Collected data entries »
----------------------------------------
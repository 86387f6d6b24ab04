/// Brands recognised in free text and accepted by the validator without a warning.
pub const KNOWN_BRANDS: [&str; 30] = [
    "BMW",
    "MERCEDES",
    "MERCEDES-BENZ",
    "AUDI",
    "VOLKSWAGEN",
    "VW",
    "VOLVO",
    "TOYOTA",
    "FORD",
    "HYUNDAI",
    "JEEP",
    "LAND ROVER",
    "PEUGEOT",
    "RENAULT",
    "FIAT",
    "NISSAN",
    "HONDA",
    "MAZDA",
    "SUBARU",
    "MITSUBISHI",
    "LEXUS",
    "INFINITI",
    "ACURA",
    "PORSCHE",
    "FERRARI",
    "LAMBORGHINI",
    "BENTLEY",
    "ROLLS-ROYCE",
    "SCANIA",
    "VOLVO CAMINHOES",
];

const ACCENT_FOLDS: [(char, char); 24] = [
    ('Á', 'A'),
    ('À', 'A'),
    ('Ã', 'A'),
    ('Â', 'A'),
    ('Ä', 'A'),
    ('É', 'E'),
    ('È', 'E'),
    ('Ê', 'E'),
    ('Ë', 'E'),
    ('Í', 'I'),
    ('Ì', 'I'),
    ('Î', 'I'),
    ('Ï', 'I'),
    ('Ó', 'O'),
    ('Ò', 'O'),
    ('Õ', 'O'),
    ('Ô', 'O'),
    ('Ö', 'O'),
    ('Ú', 'U'),
    ('Ù', 'U'),
    ('Û', 'U'),
    ('Ü', 'U'),
    ('Ç', 'C'),
    ('Ñ', 'N'),
];

fn fold_accent(c: char) -> char {
    ACCENT_FOLDS
        .iter()
        .find(|(accented, _)| *accented == c)
        .map(|(_, plain)| *plain)
        .unwrap_or(c)
}

/// Upper-cases, folds accents, turns every punctuation run into one space and
/// collapses whitespace.
pub fn normalize(text: &str) -> String {
    let folded: String = text
        .to_uppercase()
        .chars()
        .map(fold_accent)
        .map(|c| {
            if c.is_alphanumeric() || c.is_whitespace() {
                c
            } else {
                ' '
            }
        })
        .collect();

    folded.split_whitespace().collect::<Vec<_>>().join(" ")
}

/// Every maximal ASCII digit run, in order.
pub fn extract_numbers(text: &str) -> Vec<String> {
    text.split(|c: char| !c.is_ascii_digit())
        .filter(|token| !token.is_empty())
        .map(str::to_string)
        .collect()
}

/// All known brands mentioned in `text`, in catalog order.
pub fn extract_brands(text: &str) -> Vec<&'static str> {
    let normalized = normalize(text);
    if normalized.is_empty() {
        return Vec::new();
    }

    KNOWN_BRANDS
        .iter()
        .copied()
        .filter(|brand| normalized.contains(&normalize(brand)))
        .collect()
}

pub fn is_known_brand(brand: &str) -> bool {
    let wanted = brand.trim().to_uppercase();
    KNOWN_BRANDS.iter().any(|known| *known == wanted)
}

#[cfg(test)]
mod tests {
    use super::*;
    use proptest::prelude::*;

    #[test]
    fn accents_and_punctuation_collapse() {
        assert_eq!(normalize("É-É"), "E E");
        assert_eq!(normalize("  Não,  sim!! "), "NAO SIM");
        assert_eq!(normalize("Faróis Matrix"), "FAROIS MATRIX");
        assert_eq!(normalize("118i M Sport 1.5 TB"), "118I M SPORT 1 5 TB");
    }

    #[test]
    fn empty_text_stays_empty() {
        assert_eq!(normalize(""), "");
        assert_eq!(normalize(" -- "), "");
    }

    #[test]
    fn numbers_keep_order() {
        assert_eq!(extract_numbers("Polo 200 TSI 1.0 2023"), vec!["200", "1", "0", "2023"]);
        assert!(extract_numbers("no digits").is_empty());
    }

    #[test]
    fn brands_are_all_reported() {
        let found = extract_brands("bmw x1 ou vw polo");
        assert_eq!(found, vec!["BMW", "VW"]);

        let found = extract_brands("Mercedes-Benz A200");
        assert_eq!(found, vec!["MERCEDES", "MERCEDES-BENZ"]);
    }

    #[test]
    fn known_brand_lookup_ignores_case() {
        assert!(is_known_brand(" land rover "));
        assert!(!is_known_brand("TROLLER"));
    }

    proptest! {
        #[test]
        fn normalize_is_idempotent(text in "[a-zA-Z0-9À-ÿ .,;:/_-]{0,40}") {
            let once = normalize(&text);
            prop_assert_eq!(normalize(&once), once);
        }

        #[test]
        fn normalize_has_no_edge_or_double_spaces(text in "[a-zA-Zéãç .,;/-]{0,40}") {
            let normalized = normalize(&text);
            prop_assert!(!normalized.starts_with(' '));
            prop_assert!(!normalized.ends_with(' '));
            prop_assert!(!normalized.contains("  "));
        }
    }
}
----------------------------------------
Task details »
Where a line above holds the string "normalized", show that line.

Written answer »
    let normalized = normalize(text);
    if normalized.is_empty() {
        .filter(|brand| normalized.contains(&normalize(brand)))
            let normalized = normalize(&text);
            prop_assert!(!normalized.starts_with(' '));
            prop_assert!(!normalized.ends_with(' '));
            prop_assert!(!normalized.contains("  "));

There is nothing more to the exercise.